Pour des milliards d'internautes qui les utilisent librement au quotidien, sans dépenser un centime, la reconnaissance vocale, la recherche de contenu et la traduction automatique sont devenues des outils naturels et indispensables. Conséquence : le marché des technologies linguistiques pèserait 8,6 milliards d'euros en Europe en 2015.

« Il s'agit d'un secteur très fragmenté, constitué de petites entreprises », observe Philippe Wacker, secrétaire général de l'association LT-Innovate.

Créée en Belgique en 2012, l'association regroupe 170 acteurs évoluant dans les technologies linguistiques. Dont un grand nombre d'éditeurs de logiciels spécialisés dans l'interaction vocale, la traduction ou le traitement intelligent de contenus. Des domaines largement investis par les géants du Web comme Google et Microsoft pour la traduction et le moteur de recherche. Ou Apple pour l'interaction vocale via les mobiles notamment.

Traduit simultanément en 78 langues

Exemple typique de ces nouveaux business : Translate Your World. Forte de 49 salariés, cette start-up basée à Atlanta, aux États-Unis, a mis au point une solution capable de traduire simultanément en 78 langues des discours ou des échanges oraux.

« Notre logiciel baptisé TYWILive permet d'organiser des conférences internationales ou d'offrir la possibilité à deux ou plusieurs personnes de dialoguer entre elles, chacune dans sa langue respective », affirme Sue Reager, la présidente de la jeune entreprise, qui parle elle-même dix langues couramment.

Point fort de son logiciel, les échanges sont traduits simultanément et automatiquement en temps réel sur les ordinateurs.

« La traduction s'effectue soit par une voix de synthèse que l'on peut choisir, soit à l'aide de sous-titres qui s'affichent sur l'écran », souligne Sue Reager.

L'entreprise propose ce service distant moyennant 18 euros par mois. En matière de traduction automatique, l'Europe n'est pas en reste, comme en témoigne le français Systran, ténor de la traduction automatique de textes écrits. La société a lancé cette année une nouvelle version, Systran Links, qui rend la traduction des sites Web accessible aux PME et sites d'e-commerce.

« Avec notre logiciel, le créateur d'un site peut inviter des personnes à traduire ses pages de manière collaborative, ce qui permet d'avoir rapidement des sites multilingues à moindre coût », indique Jean Senellart, le directeur scientifique de l'entreprise.

Laquelle réalise 10 millions d'euros de chiffre d'affaires avec 70 salariés (chercheurs, linguistes et ingénieurs), dont 50 à Paris et 20 à San Diego, en Californie.

Le Big Data démultiplie les capacités des applis

Créé il y a quarante-cinq ans, Systran est un des pionniers de la traduction automatique qui sert à trois applications.

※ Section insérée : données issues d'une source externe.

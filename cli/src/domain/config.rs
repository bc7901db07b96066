//! Validation and template for `rollout.yaml`.
//!
//! Pure functions only: no I/O, no async, no filesystem access.

use std::collections::HashSet;
use std::sync::OnceLock;

use regex::Regex;
use rollout_common::{DeploymentConfig, RemoteCredential, TargetSpec};

use crate::domain::error::ConfigurationError;
use crate::domain::runtime::validate_runtime_version;
use crate::domain::target::{plan_hosts, resolve_target};

/// Default config file name, relative to the project root.
pub const DEFAULT_CONFIG_FILE: &str = "rollout.yaml";

/// Environment variable overriding the config path.
pub const CONFIG_ENV_VAR: &str = "ROLLOUT_CONFIG";

/// Written by `rollout deploy init`.
pub const CONFIG_TEMPLATE: &str = r#"# rollout deployment configuration
defaults:
  runtimeVersion: "20"
  installCommand: npm ci
  buildCommand: npm run build
  keepReleases: 5
  commandTimeoutSecs: 900
  supervisor:
    instances: 1
    maxMemoryRestart: 512M
    env:
      NODE_ENV: production

environments:
  production:
    host: example.com
    username: deploy
    privateKey: ~/.ssh/id_ed25519
    port: 22
    deployPath: /var/www/app
    sharedPaths:
      - .env
    services:
      - name: app
        script: dist/index.js
        port: 3000
    hooks:
      before: []
      after: []

# clusters:
#   fleet:
#     deployPath: /var/www/app
#     services:
#       - { name: api, script: dist/api.js, port: 3000 }
#       - { name: worker, script: dist/worker.js }
#     servers:
#       - { host: 10.0.0.1, username: deploy, privateKey: ~/.ssh/id_ed25519, role: web }
#       - { host: 10.0.0.2, username: deploy, privateKey: ~/.ssh/id_ed25519, role: worker }
#     servicesByRole:
#       web: [api]
#       worker: [worker]
"#;

static SERVICE_NAME_REGEX: OnceLock<Regex> = OnceLock::new();

fn service_name_regex() -> &'static Regex {
    SERVICE_NAME_REGEX.get_or_init(|| {
        #[allow(clippy::expect_used)] // static pattern
        Regex::new(r"^[A-Za-z0-9][A-Za-z0-9._-]{0,63}$").expect("static regex pattern is valid")
    })
}

/// Check a loaded configuration for everything serde cannot express.
///
/// # Errors
///
/// Returns the first [`ConfigurationError`] found.
pub fn validate_config(config: &DeploymentConfig) -> Result<(), ConfigurationError> {
    let defaults = &config.defaults;
    validate_runtime_version(&defaults.runtime_version)?;
    if defaults.keep_releases == 0 {
        return Err(invalid("defaults.keepReleases must be at least 1"));
    }
    if defaults.command_timeout_secs == 0 {
        return Err(invalid("defaults.commandTimeoutSecs must be at least 1"));
    }
    if defaults.supervisor.instances == 0 {
        return Err(invalid("defaults.supervisor.instances must be at least 1"));
    }

    for (name, env) in &config.environments {
        let ctx = format!("environment '{name}'");
        validate_credential(&ctx, &env.credential)?;
        validate_target(&ctx, &env.target)?;
    }

    for (name, cluster) in &config.clusters {
        let ctx = format!("cluster '{name}'");
        if config.environments.contains_key(name) {
            return Err(invalid(&format!(
                "'{name}' is defined as both an environment and a cluster"
            )));
        }
        if cluster.servers.is_empty() {
            return Err(invalid(&format!("{ctx} has no servers")));
        }
        for server in &cluster.servers {
            validate_credential(&ctx, &server.credential)?;
        }
        validate_target(&ctx, &cluster.target)?;
        for (role, wanted) in cluster.services_by_role.iter().flatten() {
            if let Some(service) = wanted
                .iter()
                .find(|w| !cluster.target.services.iter().any(|s| &s.name == *w))
            {
                return Err(ConfigurationError::UnknownRoleService {
                    cluster: name.clone(),
                    role: role.clone(),
                    service: service.clone(),
                });
            }
        }
        plan_hosts(&resolve_target(config, name)?)?;
    }
    Ok(())
}

fn invalid(msg: &str) -> ConfigurationError {
    ConfigurationError::Invalid(msg.to_string())
}

fn validate_credential(ctx: &str, cred: &RemoteCredential) -> Result<(), ConfigurationError> {
    if cred.host.trim().is_empty() || cred.username.trim().is_empty() {
        return Err(invalid(&format!("{ctx}: host and username are required")));
    }
    if cred.host.starts_with('-') || cred.username.starts_with('-') {
        return Err(invalid(&format!(
            "{ctx}: host and username must not start with '-'"
        )));
    }
    if cred.auth().is_none() {
        return Err(invalid(&format!(
            "{ctx} ({}): set exactly one of privateKey or password",
            cred.host
        )));
    }
    Ok(())
}

fn validate_target(ctx: &str, target: &TargetSpec) -> Result<(), ConfigurationError> {
    if !target.deploy_path.starts_with('/') {
        return Err(invalid(&format!(
            "{ctx}: deployPath must be absolute (got '{}')",
            target.deploy_path
        )));
    }
    let mut seen = HashSet::new();
    for service in &target.services {
        if !service_name_regex().is_match(&service.name) {
            return Err(invalid(&format!(
                "{ctx}: invalid service name '{}'",
                service.name
            )));
        }
        if !seen.insert(service.name.as_str()) {
            return Err(invalid(&format!(
                "{ctx}: duplicate service name '{}'",
                service.name
            )));
        }
        if service.script.trim().is_empty() {
            return Err(invalid(&format!(
                "{ctx}: service '{}' has no script",
                service.name
            )));
        }
        if service.instances == Some(0) {
            return Err(invalid(&format!(
                "{ctx}: service '{}' instances must be at least 1",
                service.name
            )));
        }
    }
    for path in &target.shared_paths {
        if path.is_empty() || path.starts_with('/') || path.split('/').any(|seg| seg == "..") {
            return Err(invalid(&format!(
                "{ctx}: sharedPaths entry '{path}' must be a relative path inside the release"
            )));
        }
    }
    Ok(())
}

Pour le grand public, il s'agit de comprendre grosso modo le sens d'un texte. Côté professionnel, elle permet de pré-traduire un texte avant l'intervention d'un traducteur professionnel.

D'autres l'utilisent comme « un filtre pour rechercher dans un très grand volume d'informations des données pertinentes et les extraire », observe le directeur scientifique de Systran.

Ce dernier lance cette année une librairie d'analyse multilingue qui s'intègre aux applications du Big Data.

« Notre logiciel intervient en amont pour analyser et filtrer les données dont seront extraites des phrases clés qui contribueront à réduire le volume d'informations à traiter. »

Le Big Data, un puissant moteur de développement

Car le Big Data constitue en effet désormais un puissant moteur de développement pour les technologies linguistiques.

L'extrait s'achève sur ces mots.